What Emma knew, she knew from observing Varga. Otto was hardly the only boy she screwed since their mom left. There’d been one-night stands and one-time-in-the-mall-family-bathroom stands. On excursions with her sister, Emma witnessed Varga wreck pool shots to prompt some guy to bend her over the pool table and rub up against her in the supposed service of teaching her how to aim her cue stick. Varga ditched her in the middle of movies, not returning until the credits. Once they were at a bookstore, and Varga told Emma she forgot her wallet in the car. When she appeared forty minutes later, scratches lined Varga’s arms from her elbows to her wrists, and she’d brought Emma an expensive chocolate bar.

While Otto knew not to refer to Varga as his girlfriend, or his anything for that matter, Emma didn’t think he knew just how many other guys there were. She didn’t think he knew about Varga freaking out every time her period was a day later than she expected it. So all she said was, “I don’t know.”

She liked Otto and hoped he’d stick around. He was good to Varga. Also, Otto didn’t scare Emma the way the other guys Varga fooled around with did. He didn’t have the shifty-eyed look of someone preparing to tuck store merchandise down his pants.

*

After the eggs hatch, the shrimps’ tiny bodies, like fractured ice crystals, make flurries in the water, and Emma wishes she’d chosen bacteria as her subject. Bacteria don’t have eyes. Her experiment isn’t even original. She knows from the data of others before her what will happen.

*

The first time Emma’s mom calls after Emma has learned of the photos, when her mom asks, “Have you heard from Varga?” Emma contemplates saying no and leaving it at that. It’s the truth, after all. Also, the idea of showing her parents those photos embarrasses Emma. But she has never been good at subterfuge. So, Emma admits that there is some bit of news, and she calls her dad to her computer and puts the phone on speaker. She emails a link to one of the photos of Varga, the least embarrassing one she knows of, to her mom before clicking the link for her dad. She doesn’t want to experience this awkwardness more than once.

Her mom says over the phone, “Dear god.” Then, “Well, it is for a good cause, I suppose.” Then, “But I can’t understand why she won’t answer when I call her.”

Her dad just stares at the photo. He says nothing.

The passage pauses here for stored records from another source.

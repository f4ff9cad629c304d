// src/engine/guard.rs
//
// Overflow Guard. Runs before any allocation: every later stage assumes the
// crop and resize buffers fit a 32-bit byte count.

use crate::engine::options::ParsedOptions;
use crate::error::{BitmapError, Result};

fn byte_count(width: u32, height: u32, bytes_per_pixel: u32) -> Option<u32> {
    width.checked_mul(height)?.checked_mul(bytes_per_pixel)
}

/// True when the crop buffer, or the resize buffer if scaling, would overflow.
pub fn dst_buffer_size_has_overflow(parsed: &ParsedOptions) -> bool {
    check_buffer_sizes(parsed).is_err()
}

/// `dst_buffer_size_has_overflow` as a `Result` carrying the offending size.
pub fn check_buffer_sizes(parsed: &ParsedOptions) -> Result<()> {
    let bpp = parsed.color_params.bytes_per_pixel();
    let crop_width = parsed.crop_rect.width.max(0) as u32;
    let crop_height = parsed.crop_rect.height.max(0) as u32;
    if byte_count(crop_width, crop_height, bpp).is_none() {
        return Err(BitmapError::buffer_size_overflow(crop_width, crop_height, bpp));
    }
    if parsed.should_scale_input
        && byte_count(parsed.resize_width, parsed.resize_height, bpp).is_none()
    {
        return Err(BitmapError::buffer_size_overflow(
            parsed.resize_width,
            parsed.resize_height,
            bpp,
        ));
    }
    Ok(())
}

But Mary Leard stops coming over to the house. He stops making synthesizer music. Instead, he digs in the backyard when he comes home from work. The first patch of earth to go is Emma’s mom’s neglected vegetable garden. “Maybe it’ll be a koi pond,” he tells Emma when she asks what he’s digging. “Or maybe it’ll be a swimming pool. Like you’ve always wanted.”

She stopped asking for a pool by the time she was ten.

Her mom calls every day now. She’s so scripted, it’s like talking to Siri. “You hear from your sister?” “How’s school?” “I can’t wait to come home.”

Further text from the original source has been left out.